- TASK ITEM: When the line containing "use super::*;" is found in the data below, copy it and each line after it through the line containing "#[test_case(StatusCode::FORBIDDEN)]", exactly and with no others.

==========

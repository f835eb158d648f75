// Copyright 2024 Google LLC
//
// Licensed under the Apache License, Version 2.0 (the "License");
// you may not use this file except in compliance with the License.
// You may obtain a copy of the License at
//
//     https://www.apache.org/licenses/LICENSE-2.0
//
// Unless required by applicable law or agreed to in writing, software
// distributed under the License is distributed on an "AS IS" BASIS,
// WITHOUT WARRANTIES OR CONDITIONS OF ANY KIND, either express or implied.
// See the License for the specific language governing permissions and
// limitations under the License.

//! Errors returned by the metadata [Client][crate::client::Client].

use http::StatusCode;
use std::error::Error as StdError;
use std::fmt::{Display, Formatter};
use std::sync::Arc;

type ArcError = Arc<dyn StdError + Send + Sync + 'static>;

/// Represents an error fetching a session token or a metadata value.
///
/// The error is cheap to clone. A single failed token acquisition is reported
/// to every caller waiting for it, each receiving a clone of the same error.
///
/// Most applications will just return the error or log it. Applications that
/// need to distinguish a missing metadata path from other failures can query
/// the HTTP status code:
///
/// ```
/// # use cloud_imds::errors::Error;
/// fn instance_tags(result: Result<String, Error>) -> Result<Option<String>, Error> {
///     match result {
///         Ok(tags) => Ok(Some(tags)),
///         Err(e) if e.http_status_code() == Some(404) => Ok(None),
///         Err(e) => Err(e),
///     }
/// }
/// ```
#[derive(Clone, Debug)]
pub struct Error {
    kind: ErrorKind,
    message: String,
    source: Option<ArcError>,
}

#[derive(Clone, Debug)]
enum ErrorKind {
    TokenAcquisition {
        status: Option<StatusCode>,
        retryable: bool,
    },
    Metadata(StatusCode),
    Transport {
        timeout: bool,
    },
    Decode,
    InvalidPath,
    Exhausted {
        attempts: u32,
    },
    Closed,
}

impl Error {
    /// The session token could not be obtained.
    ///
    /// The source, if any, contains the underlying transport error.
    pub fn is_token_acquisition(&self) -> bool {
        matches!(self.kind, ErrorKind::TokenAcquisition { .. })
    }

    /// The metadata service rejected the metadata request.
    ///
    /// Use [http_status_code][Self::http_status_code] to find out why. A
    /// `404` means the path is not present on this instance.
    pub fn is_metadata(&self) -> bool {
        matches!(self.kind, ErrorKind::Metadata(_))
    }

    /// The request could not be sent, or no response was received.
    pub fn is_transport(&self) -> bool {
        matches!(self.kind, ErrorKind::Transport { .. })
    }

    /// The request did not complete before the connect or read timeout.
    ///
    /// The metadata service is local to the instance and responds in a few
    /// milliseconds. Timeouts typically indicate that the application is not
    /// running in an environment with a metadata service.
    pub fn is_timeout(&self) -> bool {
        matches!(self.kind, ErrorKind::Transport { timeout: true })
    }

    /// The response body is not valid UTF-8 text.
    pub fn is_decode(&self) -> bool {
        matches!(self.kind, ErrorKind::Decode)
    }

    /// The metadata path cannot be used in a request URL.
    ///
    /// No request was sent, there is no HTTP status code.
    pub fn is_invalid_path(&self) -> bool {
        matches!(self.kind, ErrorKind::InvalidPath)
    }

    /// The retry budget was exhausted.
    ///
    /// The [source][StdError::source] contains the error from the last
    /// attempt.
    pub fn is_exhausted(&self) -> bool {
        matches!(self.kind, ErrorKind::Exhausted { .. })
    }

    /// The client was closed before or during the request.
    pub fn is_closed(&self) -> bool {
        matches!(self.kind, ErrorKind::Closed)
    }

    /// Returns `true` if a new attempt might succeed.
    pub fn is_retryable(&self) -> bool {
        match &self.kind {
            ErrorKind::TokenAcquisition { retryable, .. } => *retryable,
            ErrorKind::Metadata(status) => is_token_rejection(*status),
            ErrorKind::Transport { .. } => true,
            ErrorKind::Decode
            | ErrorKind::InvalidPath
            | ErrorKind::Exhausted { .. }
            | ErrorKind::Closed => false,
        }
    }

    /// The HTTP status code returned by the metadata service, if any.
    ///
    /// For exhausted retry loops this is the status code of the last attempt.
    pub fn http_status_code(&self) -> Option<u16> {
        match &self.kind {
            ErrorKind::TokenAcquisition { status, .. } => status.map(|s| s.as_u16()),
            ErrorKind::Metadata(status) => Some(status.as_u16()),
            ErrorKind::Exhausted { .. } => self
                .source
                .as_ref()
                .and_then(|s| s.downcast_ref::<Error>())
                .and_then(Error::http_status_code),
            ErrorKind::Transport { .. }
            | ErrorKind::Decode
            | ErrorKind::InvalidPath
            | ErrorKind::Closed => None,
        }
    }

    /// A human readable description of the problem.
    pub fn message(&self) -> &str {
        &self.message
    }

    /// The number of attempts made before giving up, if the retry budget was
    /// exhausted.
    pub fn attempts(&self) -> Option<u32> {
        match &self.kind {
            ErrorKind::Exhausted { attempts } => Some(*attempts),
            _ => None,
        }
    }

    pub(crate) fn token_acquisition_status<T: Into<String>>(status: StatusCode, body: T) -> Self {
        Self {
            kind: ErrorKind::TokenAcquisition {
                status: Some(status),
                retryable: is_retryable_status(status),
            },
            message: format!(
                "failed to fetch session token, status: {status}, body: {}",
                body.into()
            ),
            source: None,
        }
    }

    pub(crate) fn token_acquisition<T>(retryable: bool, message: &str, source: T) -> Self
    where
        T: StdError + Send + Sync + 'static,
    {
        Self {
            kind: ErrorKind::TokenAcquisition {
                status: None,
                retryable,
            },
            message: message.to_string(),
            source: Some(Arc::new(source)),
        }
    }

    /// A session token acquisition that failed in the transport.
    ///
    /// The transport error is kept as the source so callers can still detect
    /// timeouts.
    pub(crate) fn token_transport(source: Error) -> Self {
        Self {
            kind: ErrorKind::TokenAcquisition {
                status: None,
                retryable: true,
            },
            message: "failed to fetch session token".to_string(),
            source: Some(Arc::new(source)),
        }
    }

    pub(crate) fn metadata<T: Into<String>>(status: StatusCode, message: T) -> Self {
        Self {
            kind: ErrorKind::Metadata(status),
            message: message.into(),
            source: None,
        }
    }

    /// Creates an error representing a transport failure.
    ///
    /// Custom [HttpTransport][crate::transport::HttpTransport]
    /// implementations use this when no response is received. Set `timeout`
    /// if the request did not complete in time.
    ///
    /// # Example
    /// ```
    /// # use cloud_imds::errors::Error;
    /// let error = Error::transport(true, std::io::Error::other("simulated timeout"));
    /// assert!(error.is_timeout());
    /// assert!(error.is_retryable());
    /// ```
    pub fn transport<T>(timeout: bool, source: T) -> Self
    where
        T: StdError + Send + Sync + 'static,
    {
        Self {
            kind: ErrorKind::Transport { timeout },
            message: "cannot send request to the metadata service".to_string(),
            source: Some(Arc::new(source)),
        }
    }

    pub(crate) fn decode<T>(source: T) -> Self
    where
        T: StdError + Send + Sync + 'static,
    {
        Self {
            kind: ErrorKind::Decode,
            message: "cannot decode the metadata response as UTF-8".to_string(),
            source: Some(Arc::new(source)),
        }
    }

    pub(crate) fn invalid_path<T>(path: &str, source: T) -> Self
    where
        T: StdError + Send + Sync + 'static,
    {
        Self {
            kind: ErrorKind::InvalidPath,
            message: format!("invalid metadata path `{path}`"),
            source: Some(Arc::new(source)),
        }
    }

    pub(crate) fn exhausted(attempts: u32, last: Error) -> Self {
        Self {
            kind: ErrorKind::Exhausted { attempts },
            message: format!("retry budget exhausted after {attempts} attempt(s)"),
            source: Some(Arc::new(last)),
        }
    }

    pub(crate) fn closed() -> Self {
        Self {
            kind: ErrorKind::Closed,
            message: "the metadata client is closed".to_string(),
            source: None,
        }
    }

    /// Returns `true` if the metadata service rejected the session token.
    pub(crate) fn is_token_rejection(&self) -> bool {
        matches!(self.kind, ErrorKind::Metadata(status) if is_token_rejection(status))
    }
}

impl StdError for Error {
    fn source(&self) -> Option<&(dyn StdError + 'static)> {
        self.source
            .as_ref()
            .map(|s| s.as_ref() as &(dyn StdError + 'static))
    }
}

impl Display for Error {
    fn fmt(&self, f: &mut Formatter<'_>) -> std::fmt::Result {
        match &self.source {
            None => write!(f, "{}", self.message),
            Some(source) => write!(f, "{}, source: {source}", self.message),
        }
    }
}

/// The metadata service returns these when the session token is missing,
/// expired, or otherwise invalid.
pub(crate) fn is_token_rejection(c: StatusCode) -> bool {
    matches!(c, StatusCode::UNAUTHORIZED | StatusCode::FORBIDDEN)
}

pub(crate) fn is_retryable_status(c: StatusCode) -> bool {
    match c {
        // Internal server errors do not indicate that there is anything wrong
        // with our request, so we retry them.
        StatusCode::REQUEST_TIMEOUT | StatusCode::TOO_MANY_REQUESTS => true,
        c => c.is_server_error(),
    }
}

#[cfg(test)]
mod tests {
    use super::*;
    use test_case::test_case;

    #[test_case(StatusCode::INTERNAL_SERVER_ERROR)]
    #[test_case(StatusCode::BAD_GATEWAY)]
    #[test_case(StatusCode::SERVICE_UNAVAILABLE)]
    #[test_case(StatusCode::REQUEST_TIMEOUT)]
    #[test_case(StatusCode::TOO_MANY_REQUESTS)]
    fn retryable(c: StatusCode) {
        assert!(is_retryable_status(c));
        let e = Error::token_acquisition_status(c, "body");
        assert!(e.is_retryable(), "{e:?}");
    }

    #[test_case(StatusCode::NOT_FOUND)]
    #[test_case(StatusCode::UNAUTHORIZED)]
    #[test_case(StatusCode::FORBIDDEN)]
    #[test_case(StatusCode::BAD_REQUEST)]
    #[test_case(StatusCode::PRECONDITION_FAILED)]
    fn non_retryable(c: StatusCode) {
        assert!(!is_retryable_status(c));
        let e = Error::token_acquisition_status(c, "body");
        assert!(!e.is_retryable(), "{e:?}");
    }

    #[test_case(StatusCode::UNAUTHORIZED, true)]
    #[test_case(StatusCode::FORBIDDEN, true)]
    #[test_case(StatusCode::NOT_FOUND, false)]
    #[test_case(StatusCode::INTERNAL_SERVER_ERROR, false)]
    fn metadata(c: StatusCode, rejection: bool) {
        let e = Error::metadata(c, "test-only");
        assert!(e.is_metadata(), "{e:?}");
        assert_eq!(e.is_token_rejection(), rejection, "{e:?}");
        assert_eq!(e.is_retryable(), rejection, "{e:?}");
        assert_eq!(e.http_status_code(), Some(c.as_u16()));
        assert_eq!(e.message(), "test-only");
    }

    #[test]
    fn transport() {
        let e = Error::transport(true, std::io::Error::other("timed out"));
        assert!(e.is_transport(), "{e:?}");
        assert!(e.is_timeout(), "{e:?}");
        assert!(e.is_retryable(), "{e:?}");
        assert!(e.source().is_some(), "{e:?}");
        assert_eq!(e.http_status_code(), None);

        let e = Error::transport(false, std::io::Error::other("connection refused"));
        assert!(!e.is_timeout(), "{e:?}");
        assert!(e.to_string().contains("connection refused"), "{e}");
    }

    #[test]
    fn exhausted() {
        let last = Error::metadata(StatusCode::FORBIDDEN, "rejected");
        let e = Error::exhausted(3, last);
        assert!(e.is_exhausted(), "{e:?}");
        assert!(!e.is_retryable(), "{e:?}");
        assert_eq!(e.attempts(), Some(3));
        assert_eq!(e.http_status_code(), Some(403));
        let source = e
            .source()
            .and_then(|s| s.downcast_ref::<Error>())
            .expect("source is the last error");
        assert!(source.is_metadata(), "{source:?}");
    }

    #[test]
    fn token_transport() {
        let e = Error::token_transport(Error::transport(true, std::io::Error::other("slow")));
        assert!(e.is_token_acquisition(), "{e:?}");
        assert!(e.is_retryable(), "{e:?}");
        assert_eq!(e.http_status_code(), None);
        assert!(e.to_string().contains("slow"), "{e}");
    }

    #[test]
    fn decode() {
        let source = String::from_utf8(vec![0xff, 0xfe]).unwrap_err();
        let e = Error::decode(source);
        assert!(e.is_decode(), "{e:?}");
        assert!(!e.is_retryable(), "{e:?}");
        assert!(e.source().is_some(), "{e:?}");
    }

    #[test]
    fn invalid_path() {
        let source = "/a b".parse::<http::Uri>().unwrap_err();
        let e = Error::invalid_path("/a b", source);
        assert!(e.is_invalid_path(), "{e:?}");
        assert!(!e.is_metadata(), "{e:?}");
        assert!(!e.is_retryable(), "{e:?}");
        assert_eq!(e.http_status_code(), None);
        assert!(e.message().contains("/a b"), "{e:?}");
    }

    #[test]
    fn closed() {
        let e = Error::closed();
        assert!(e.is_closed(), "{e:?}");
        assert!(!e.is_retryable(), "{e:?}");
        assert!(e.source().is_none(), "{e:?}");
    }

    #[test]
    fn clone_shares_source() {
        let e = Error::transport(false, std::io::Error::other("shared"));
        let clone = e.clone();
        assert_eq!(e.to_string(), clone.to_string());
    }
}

==========

- EXERCISE SOLUTION:
    use super::*;
    use test_case::test_case;

    #[test_case(StatusCode::INTERNAL_SERVER_ERROR)]
    #[test_case(StatusCode::BAD_GATEWAY)]
    #[test_case(StatusCode::SERVICE_UNAVAILABLE)]
    #[test_case(StatusCode::REQUEST_TIMEOUT)]
    #[test_case(StatusCode::TOO_MANY_REQUESTS)]
    fn retryable(c: StatusCode) {
        assert!(is_retryable_status(c));
        let e = Error::token_acquisition_status(c, "body");
        assert!(e.is_retryable(), "{e:?}");
    }

    #[test_case(StatusCode::NOT_FOUND)]
    #[test_case(StatusCode::UNAUTHORIZED)]
    #[test_case(StatusCode::FORBIDDEN)]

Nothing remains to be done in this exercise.